- Movie poster
- Directed by: Sohanlal
- Screenplay by: Sohanlal
- Story by: Vaikkom Muhammad Basheer Madhavikutty M. T. Vasudevan Nair
- Produced by: Job G. Oommen Bhavesh Patel
- Starring: Kunchacko Boban Rituparna Sengupta Mallika Bhama Manoj K. Jayan Lal Biju Menon Kalabhavan Shajon
- Cinematography: T. D. Sreenivasan
- Edited by: V. T. Sreejith
- Music by: M. Jayachandran
- Production companies: Visual Dreams Productions B Positive Movie Creations
- Distributed by: Kuttamath Films & Release
- Release date: 2 November 2013;
- Running time: 110 minutes
- Country: India
- Language: Malayalam

= Kadhaveedu =

Kadhaveedu is a 2013 Indian Malayalam anthology film written and directed by Sohanlal, based on three stories penned by Vaikkom Muhammad Basheer, Madhavikutty, and M. T. Vasudevan Nair. The film stars Kunchacko Boban in the lead role, with Biju Menon, Rituparna Sengupta, Bhama, Manoj K. Jayan, Lal, Mallika, and Kalabhavan Shajon. The film was released on November 2 coinciding with the Diwali fest.

==Plot==
 Kadhaveedu revolves around the real life tales of director Raj Karthi (Kunchako Boban).

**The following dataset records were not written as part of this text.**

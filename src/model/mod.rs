//! Data models for the zone editor.

mod mode;
mod zone;

pub use mode::DrawMode;
pub use zone::{Zone, ZoneId, ZoneIdGenerator};
//! Editor draw modes.

use std::str::FromStr;

/// What a pointer-down on the overlay does.
#[derive(Debug, Clone, Copy, PartialEq, Eq, Default)]
pub enum DrawMode {
    /// View only: clicking a zone highlights it, nothing can be moved or created
    #[default]
    None,
    /// Existing zones can be dragged and resized, no new zones
    Edit,
    /// Drag out one rectangle, then name it
    Single,
    /// Drag out a bounding rectangle, then split it into rows and columns
    Grid,
}

impl DrawMode {
    /// Get the wire/display name for this mode.
    pub fn name(&self) -> &'static str {
        match self {
            DrawMode::None => "none",
            DrawMode::Edit => "edit",
            DrawMode::Single => "single",
            DrawMode::Grid => "grid",
        }
    }

    /// Get all modes.
    pub fn all() -> &'static [DrawMode] {
        &[DrawMode::None, DrawMode::Edit, DrawMode::Single, DrawMode::Grid]
    }

    /// Whether pointer-down starts a new rectangle.
    pub fn creates_zones(&self) -> bool {
        matches!(self, DrawMode::Single | DrawMode::Grid)
    }

    /// Whether existing zones may be dragged and resized.
    pub fn allows_editing(&self) -> bool {
        matches!(self, DrawMode::Edit)
    }
}

impl FromStr for DrawMode {
    type Err = String;

    fn from_str(s: &str) -> Result<Self, Self::Err> {
        DrawMode::all()
            .iter()
            .copied()
            .find(|mode| mode.name().eq_ignore_ascii_case(s.trim()))
            .ok_or_else(|| format!("Unknown draw mode '{}'", s))
    }
}
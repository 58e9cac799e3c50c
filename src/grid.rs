//! Grid generation: split a bounding rectangle into rows x columns of zones.

use roi_geom::ZoneCoords;
use serde::{Deserialize, Serialize};

use crate::constants::MAX_GRID_CELLS;
use crate::error::EditorError;
use crate::model::{Zone, ZoneIdGenerator};

/// How generated zones are named.
#[derive(Debug, Clone, Copy, PartialEq, Eq, Default, Serialize, Deserialize)]
#[serde(rename_all = "lowercase")]
pub enum NamingMode {
    /// `"{prefix} {n}"`, continuing after the zones that already exist
    #[default]
    Sequential,
    /// Row/column labels such as `"R1-M2"`
    Grid,
}

/// Label order for [`NamingMode::Grid`].
#[derive(Debug, Clone, Copy, PartialEq, Eq, Default, Serialize, Deserialize)]
pub enum GridOrder {
    /// `"R{row}-M{col}"`
    #[default]
    #[serde(rename = "rows-cols")]
    RowsCols,
    /// `"M{col}-R{row}"`
    #[serde(rename = "cols-rows")]
    ColsRows,
}

/// Parameters for one grid generation.
#[derive(Debug, Clone, PartialEq, Serialize, Deserialize)]
pub struct GridOptions {
    /// Number of rows
    pub rows: u32,
    /// Number of columns
    pub cols: u32,
    /// Naming scheme
    #[serde(default)]
    pub naming: NamingMode,
    /// Label order for grid naming
    #[serde(default)]
    pub order: GridOrder,
    /// Optional name prefix
    #[serde(default)]
    pub prefix: String,
}

impl GridOptions {
    /// Create grid options with sequential naming and no prefix.
    pub fn new(rows: u32, cols: u32) -> Self {
        Self {
            rows,
            cols,
            naming: NamingMode::default(),
            order: GridOrder::default(),
            prefix: String::new(),
        }
    }

    pub fn with_naming(mut self, naming: NamingMode) -> Self {
        self.naming = naming;
        self
    }

    pub fn with_order(mut self, order: GridOrder) -> Self {
        self.order = order;
        self
    }

    pub fn with_prefix(mut self, prefix: impl Into<String>) -> Self {
        self.prefix = prefix.into();
        self
    }

    /// Validate parameters.
    pub fn validate(&self) -> Result<(), EditorError> {
        if self.rows == 0 || self.cols == 0 {
            return Err(EditorError::InvalidGridSize {
                rows: self.rows,
                cols: self.cols,
            });
        }
        match self.rows.checked_mul(self.cols) {
            Some(cells) if cells <= MAX_GRID_CELLS => Ok(()),
            _ => Err(EditorError::GridTooLarge {
                rows: self.rows,
                cols: self.cols,
                max: MAX_GRID_CELLS,
            }),
        }
    }

    /// Get total number of cells.
    pub fn total_cells(&self) -> u32 {
        self.rows.saturating_mul(self.cols)
    }

    /// Name of the cell at 0-based (`row`, `col`).
    ///
    /// `sequence` is the 1-based running number used by sequential naming.
    pub fn cell_name(&self, row: u32, col: u32, sequence: usize) -> String {
        let prefix = self.prefix.trim();
        match self.naming {
            NamingMode::Sequential if prefix.is_empty() => sequence.to_string(),
            NamingMode::Sequential => format!("{} {}", prefix, sequence),
            NamingMode::Grid => {
                let label = match self.order {
                    GridOrder::RowsCols => format!("R{}-M{}", row + 1, col + 1),
                    GridOrder::ColsRows => format!("M{}-R{}", col + 1, row + 1),
                };
                if prefix.is_empty() {
                    label
                } else {
                    format!("{}-{}", prefix, label)
                }
            }
        }
    }
}

/// Split `bounds` into `rows * cols` equal cells in row-major order.
///
/// Each cell runs between two computed edges; the last row and column end on
/// the far edge of `bounds` so no cell pokes past the image.
pub fn cell_rects(bounds: &ZoneCoords, rows: u32, cols: u32) -> Vec<ZoneCoords> {
    if rows == 0 || cols == 0 {
        return Vec::new();
    }
    let right = bounds.right().min(1.0);
    let bottom = bounds.bottom().min(1.0);
    let col_edge = |col: u32| {
        if col == cols {
            right
        } else {
            bounds.x + bounds.w * f64::from(col) / f64::from(cols)
        }
    };
    let row_edge = |row: u32| {
        if row == rows {
            bottom
        } else {
            bounds.y + bounds.h * f64::from(row) / f64::from(rows)
        }
    };

    let mut cells = Vec::with_capacity((rows as usize) * (cols as usize));
    for row in 0..rows {
        for col in 0..cols {
            cells.push(ZoneCoords::from_edges(
                col_edge(col),
                row_edge(row),
                col_edge(col + 1),
                row_edge(row + 1),
            ));
        }
    }
    cells
}

/// Size of one cell when `bounds` is split into `rows * cols`.
pub fn cell_size(bounds: &ZoneCoords, rows: u32, cols: u32) -> (f64, f64) {
    (
        bounds.w / f64::from(cols.max(1)),
        bounds.h / f64::from(rows.max(1)),
    )
}

/// Generate one zone per grid cell.
///
/// `existing_count` is the number of saved zones already in the list;
/// sequential numbering starts right after it.
pub fn generate_grid(
    bounds: &ZoneCoords,
    options: &GridOptions,
    existing_count: usize,
    ids: &mut ZoneIdGenerator,
) -> Result<Vec<Zone>, EditorError> {
    options.validate()?;

    let zones: Vec<Zone> = cell_rects(bounds, options.rows, options.cols)
        .into_iter()
        .enumerate()
        .map(|(index, coords)| {
            let row = index as u32 / options.cols;
            let col = index as u32 % options.cols;
            let name = options.cell_name(row, col, existing_count + index + 1);
            Zone::new(ids.mint(), name, coords)
        })
        .collect();

    log::debug!(
        "Generated {}x{} grid ({} zones) inside {:?}",
        options.rows,
        options.cols,
        zones.len(),
        bounds
    );
    Ok(zones)
}
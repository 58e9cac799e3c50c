//! Randomized checks of the editor's geometric guarantees.

use proptest::prelude::*;
use roi_geom::{ResizeHandle, ZoneCoords};

use super::{EPSILON, editor_with_surface, px};
use crate::model::{DrawMode, Zone, ZoneId};

const WIDTH: f64 = 400.0;
const HEIGHT: f64 = 300.0;

#[derive(Debug, Clone)]
enum EditOp {
    Drag { dx: f64, dy: f64 },
    Resize { handle: usize, dx: f64, dy: f64 },
}

fn edit_op() -> impl Strategy<Value = EditOp> {
    prop_oneof![
        (-500.0f64..500.0, -500.0f64..500.0).prop_map(|(dx, dy)| EditOp::Drag { dx, dy }),
        (0usize..4, -500.0f64..500.0, -500.0f64..500.0)
            .prop_map(|(handle, dx, dy)| EditOp::Resize { handle, dx, dy }),
    ]
}

/// A well-formed starting zone.
fn zone_coords() -> impl Strategy<Value = ZoneCoords> {
    (0.0f64..0.99, 0.0f64..0.99, 0.0f64..1.0, 0.0f64..1.0).prop_map(|(x, y, wf, hf)| {
        ZoneCoords::new(x, y, 0.01 + wf * (0.99 - x), 0.01 + hf * (0.99 - y))
    })
}

proptest! {
    #[test]
    fn edits_keep_zone_inside_image(
        start in zone_coords(),
        ops in prop::collection::vec(edit_op(), 1..20),
    ) {
        let mut editor = editor_with_surface(WIDTH, HEIGHT, DrawMode::Edit);
        let id = ZoneId::from("z");
        editor.replace_zones(vec![Zone::new(id.clone(), "z", start)]);

        for op in ops {
            let coords = editor.zone(&id).unwrap().coords;
            let rect = coords.to_pixel_rect(&editor.surface().unwrap());
            let (from, dx, dy) = match op {
                EditOp::Drag { dx, dy } => {
                    editor.deselect();
                    (px(rect.x + rect.width / 2.0, rect.y + rect.height / 2.0), dx, dy)
                }
                EditOp::Resize { handle, dx, dy } => {
                    editor.select(&id).unwrap();
                    (rect.corner(ResizeHandle::ALL[handle]), dx, dy)
                }
            };
            let to = px(from.x + dx, from.y + dy);
            editor.pointer_down(from);
            editor.pointer_move(to);
            editor.pointer_up(to);

            let c = editor.zone(&id).unwrap().coords;
            prop_assert!(c.is_well_formed(0.0), "zone left the image: {:?}", c);
            prop_assert!(c.w >= 0.01 - EPSILON && c.h >= 0.01 - EPSILON, "zone too small: {:?}", c);
        }
    }

    #[test]
    fn thin_drawings_never_create_zones(
        x in 0.0f64..WIDTH,
        y in 0.0f64..HEIGHT,
        thin in 0.0f64..2.9,
        long in -HEIGHT..HEIGHT,
        vertical in any::<bool>(),
    ) {
        let mut editor = editor_with_surface(WIDTH, HEIGHT, DrawMode::Single);
        let to = if vertical { px(x + thin, y + long) } else { px(x + long, y + thin) };

        editor.pointer_down(px(x, y));
        editor.pointer_move(to);
        editor.pointer_up(to);

        prop_assert!(editor.pending().is_none());
        prop_assert!(editor.commit_single_zone("Thin").is_err());
        prop_assert!(editor.zones().is_empty());
    }
}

Unable to come to terms with the separation of his parents in his childhood, he struggles to give a firm answer to his girlfriend's proposal. TV anchor Gina (Bhama) has the impending arrival of her parents looming on the horizon. Although they aren't disproving of her being in a live-in relationship with Raj, they yearn to see their daughter, Gina, in martial happiness.
Three tales, all directed by Raj form the backbone of the film. The first one revolves around the love affair of the daughter of a Beedi cottage factory owner and a worker-leader (Manoj K Jayan). As she pines for a Poovan Pazham (a euphemism?), the hero struggles to buy her the same. He returns with a package of oranges and wins her heart. They eventually get married, live happily, have children and grand children. The story fades to Cut with both of them chatting up at the balcony of an Old Age Home. A direct reflection of the depleting social values and societal norms.

The second tale is the darkest of all. Years ago, while scouting for shooting locales as part of his project at Film and Television Institute of India, Pune, Raj runs into a seemingly happy couple - Major Frederick Munkundan (Lal) and Rita. Despite the major being present, Raj and the much older Rita exchange flirtatious looks. The couple strike a cordial friendship with Raj and invite him to their abode “Dar es Salaam” in the hills. Raj, looking for shooting locales, takes up on their offer and furthers their friendship. On the last day of the shoot, Raj thanks the couple for their hospitality and steals a passionate kiss with Rita. In the present day, Raj returns to Dar-es-Salaam to discover that Rita has passed away. Over drinks with Major Frederick, he learns that their marriage wasn't a happy one and that the Major despised Rita for her transgressions and loose moralities. And one day, tired of their virtueless matrimony the Major kills Rita and lays her to rest. Raj, shocked and dismayed, now grows even more distant to Gina's marriage proposals.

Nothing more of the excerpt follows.